Alcohol consumption enhances antiretroviral painful peripheral neuropathy by mitochondrial mechanisms

Affiliations

Alcohol consumption enhances antiretroviral painful peripheral neuropathy by mitochondrial mechanisms

Luiz F Ferrari et al. Eur J Neurosci. 2010 Sep.

Abstract

A major dose-limiting side effect of human immunodeficiency virus/acquired immunodeficiency syndrome (HIV/AIDS) chemotherapies, such as the nucleoside reverse transcriptase inhibitors (NRTIs), is a small-fiber painful peripheral neuropathy, mediated by its mitochondrial toxicity. Co-morbid conditions may also contribute to this dose-limiting effect of HIV/AIDS treatment. Alcohol abuse, which alone also produces painful neuropathy, is one of the most important co-morbid risk factors for peripheral neuropathy in patients with HIV/AIDS. Despite the prevalence of this problem and its serious impact on the quality of life and continued therapy in HIV/AIDS patients, the mechanisms by which alcohol abuse exacerbates highly active antiretroviral therapy (HAART)-induced neuropathic pain has not been demonstrated. In this study, performed in rats, we investigated the cellular mechanism by which consumed alcohol impacts antiretroviral-induced neuropathic pain.

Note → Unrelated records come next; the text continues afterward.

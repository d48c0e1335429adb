//! Proof/broadcast backend
//!
//! The executor hands a validated call to a [`ProofBackend`], which produces
//! the transaction and broadcasts it. Proving itself is delegated to the
//! gateway; locally the backend authorises the call by signing it with the
//! owner's key.

use std::future::Future;
use std::sync::Arc;

use log::{debug, info};
use thiserror::Error;

use shroud_address::Address;
use shroud_keypair::Keypair;
use shroud_transaction::{Fee, Literal, ProgramId, TransactionId};

use crate::gateway::{ExecutionEnvelope, GatewayError, LedgerGateway, UnsignedExecution};

/// Failure inside the backend. The message is surfaced to the client as-is.
#[derive(Debug, Error)]
pub enum BackendError {
    #[error("{0}")]
    Proving(String),

    #[error(transparent)]
    Broadcast(#[from] GatewayError),
}

/// One program function call
#[derive(Debug, Clone, Copy)]
pub struct ProgramCall<'a> {
    pub program_id: &'a ProgramId,
    pub function_name: &'a str,
    pub inputs: &'a [Literal],
    pub fee: Fee,
}

/// Produces and broadcasts a transaction for a program call
pub trait ProofBackend: Send + Sync + 'static {
    fn execute(
        &self,
        account: &Keypair,
        call: ProgramCall<'_>,
    ) -> impl Future<Output = Result<TransactionId, BackendError>> + Send;
}

/// Backend that signs an [`ExecutionEnvelope`] and submits it through a gateway
pub struct GatewayProofBackend<G> {
    gateway: Arc<G>,
}

impl<G: LedgerGateway> GatewayProofBackend<G> {
    pub fn new(gateway: Arc<G>) -> Self {
        Self { gateway }
    }
}

impl<G: LedgerGateway> ProofBackend for GatewayProofBackend<G> {
    async fn execute(
        &self,
        account: &Keypair,
        call: ProgramCall<'_>,
    ) -> Result<TransactionId, BackendError> {
        let client = ScopedClient::new(account);
        let envelope = client.authorize(&call)?;
        debug!(
            "Authorized {}/{} for {} ({} inputs)",
            call.program_id,
            call.function_name,
            client.owner,
            call.inputs.len()
        );

        let id = self.gateway.submit(&envelope).await?;
        info!("Broadcast {}/{} as {}", call.program_id, call.function_name, id);
        Ok(id)
    }
}

/// Signing context bound to one account; private state is resolved against `owner`.
struct ScopedClient<'a> {
    account: &'a Keypair,
    owner: Address,
}

impl<'a> ScopedClient<'a> {
    fn new(account: &'a Keypair) -> Self {
        Self {
            account,
            owner: account.address(),
        }
    }

    fn authorize(&self, call: &ProgramCall<'_>) -> Result<ExecutionEnvelope, BackendError> {
        let body = UnsignedExecution {
            program_id: call.program_id.to_string(),
            function_name: call.function_name.to_string(),
            inputs: call.inputs.iter().map(|l| l.as_str().to_string()).collect(),
            fee_microcredits: call.fee.microcredits(),
            owner: self.owner.to_string(),
        };

        let message = body
            .signing_bytes()
            .map_err(|e| BackendError::Proving(e.to_string()))?;
        let signature = self.account.sign(&message);

        Ok(ExecutionEnvelope {
            body,
            signer_pubkey: hex::encode(self.account.signer_pubkey()),
            signature: hex::encode(signature),
        })
    }
}

#[cfg(test)]
mod tests {
    use super::*;
    use crate::gateway::StatusReply;
    use ed25519_dalek::{Signature, Verifier, VerifyingKey};
    use std::sync::Mutex;

    #[derive(Default)]
    struct RecordingGateway {
        submitted: Mutex<Vec<ExecutionEnvelope>>,
    }

    impl LedgerGateway for RecordingGateway {
        async fn submit(&self, envelope: &ExecutionEnvelope) -> Result<TransactionId, GatewayError> {
            self.submitted.lock().unwrap().push(envelope.clone());
            Ok(TransactionId::from("at1recorded"))
        }

        async fn get_status(&self, _id: &TransactionId) -> Result<StatusReply, GatewayError> {
            Ok(StatusReply::Unknown)
        }

        async fn get_transaction(&self, _id: &TransactionId) -> Result<serde_json::Value, GatewayError> {
            Ok(serde_json::Value::Null)
        }
    }

    struct FailingGateway;

    impl LedgerGateway for FailingGateway {
        async fn submit(&self, _envelope: &ExecutionEnvelope) -> Result<TransactionId, GatewayError> {
            Err(GatewayError::Http {
                status: 400,
                body: "insufficient fee".into(),
            })
        }

        async fn get_status(&self, _id: &TransactionId) -> Result<StatusReply, GatewayError> {
            Ok(StatusReply::Unknown)
        }

        async fn get_transaction(&self, _id: &TransactionId) -> Result<serde_json::Value, GatewayError> {
            Ok(serde_json::Value::Null)
        }
    }

    fn call<'a>(program: &'a ProgramId, inputs: &'a [Literal]) -> ProgramCall<'a> {
        ProgramCall {
            program_id: program,
            function_name: "donate",
            inputs,
            fee: Fee::from_credits(0.25).unwrap(),
        }
    }

    #[tokio::test]
    async fn test_envelope_is_signed_by_owner() {
        let gateway = Arc::new(RecordingGateway::default());
        let backend = GatewayProofBackend::new(gateway.clone());
        let account = Keypair::from_seed(&[9u8; 32]);
        let program: ProgramId = "private_donation.aleo".parse().unwrap();
        let inputs = vec!["5u64".parse::<Literal>().unwrap(), "true".parse().unwrap()];

        let id = backend.execute(&account, call(&program, &inputs)).await.unwrap();
        assert_eq!(id.as_str(), "at1recorded");

        let submitted = gateway.submitted.lock().unwrap();
        assert_eq!(submitted.len(), 1);
        let envelope = &submitted[0];
        assert_eq!(envelope.body.program_id, "private_donation.aleo");
        assert_eq!(envelope.body.inputs, vec!["5u64", "true"]);
        assert_eq!(envelope.body.fee_microcredits, 250_000);
        assert_eq!(envelope.body.owner, account.address().to_string());

        let pubkey: [u8; 32] = hex::decode(&envelope.signer_pubkey).unwrap().try_into().unwrap();
        let sig: [u8; 64] = hex::decode(&envelope.signature).unwrap().try_into().unwrap();
        let key = VerifyingKey::from_bytes(&pubkey).unwrap();
        key.verify(
            &envelope.body.signing_bytes().unwrap(),
            &Signature::from_bytes(&sig),
        )
        .unwrap();
    }

    #[tokio::test]
    async fn test_gateway_rejection_passes_through() {
        let backend = GatewayProofBackend::new(Arc::new(FailingGateway));
        let account = Keypair::from_seed(&[1u8; 32]);
        let program: ProgramId = "private_donation.aleo".parse().unwrap();
        let inputs = vec!["1u8".parse::<Literal>().unwrap()];

        let err = backend
            .execute(&account, call(&program, &inputs))
            .await
            .unwrap_err();
        assert_eq!(err.to_string(), "gateway returned 400: insufficient fee");
    }
}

NRTI 2',3'-dideoxycytidine (ddC; 50 mg/kg) neuropathy was mitochondrial-dependent and PKCε-independent, and alcohol-induced painful neuropathy was PKCε-dependent and mitochondrial-independent. At low doses, ddC (5 mg/kg) and alcohol (6.5% ethanol diet for 1 week), which alone do not affect nociception, together produce profound mechanical hyperalgesia. This hyperalgesia is mitochondrial-dependent but PKCε-independent. These experiments, which provide the first model for studying the impact of co-morbidity in painful neuropathy, support the clinical impression that alcohol consumption enhances HIV/AIDS therapy neuropathy, and provide evidence for a role of mitochondrial mechanisms underlying this interaction.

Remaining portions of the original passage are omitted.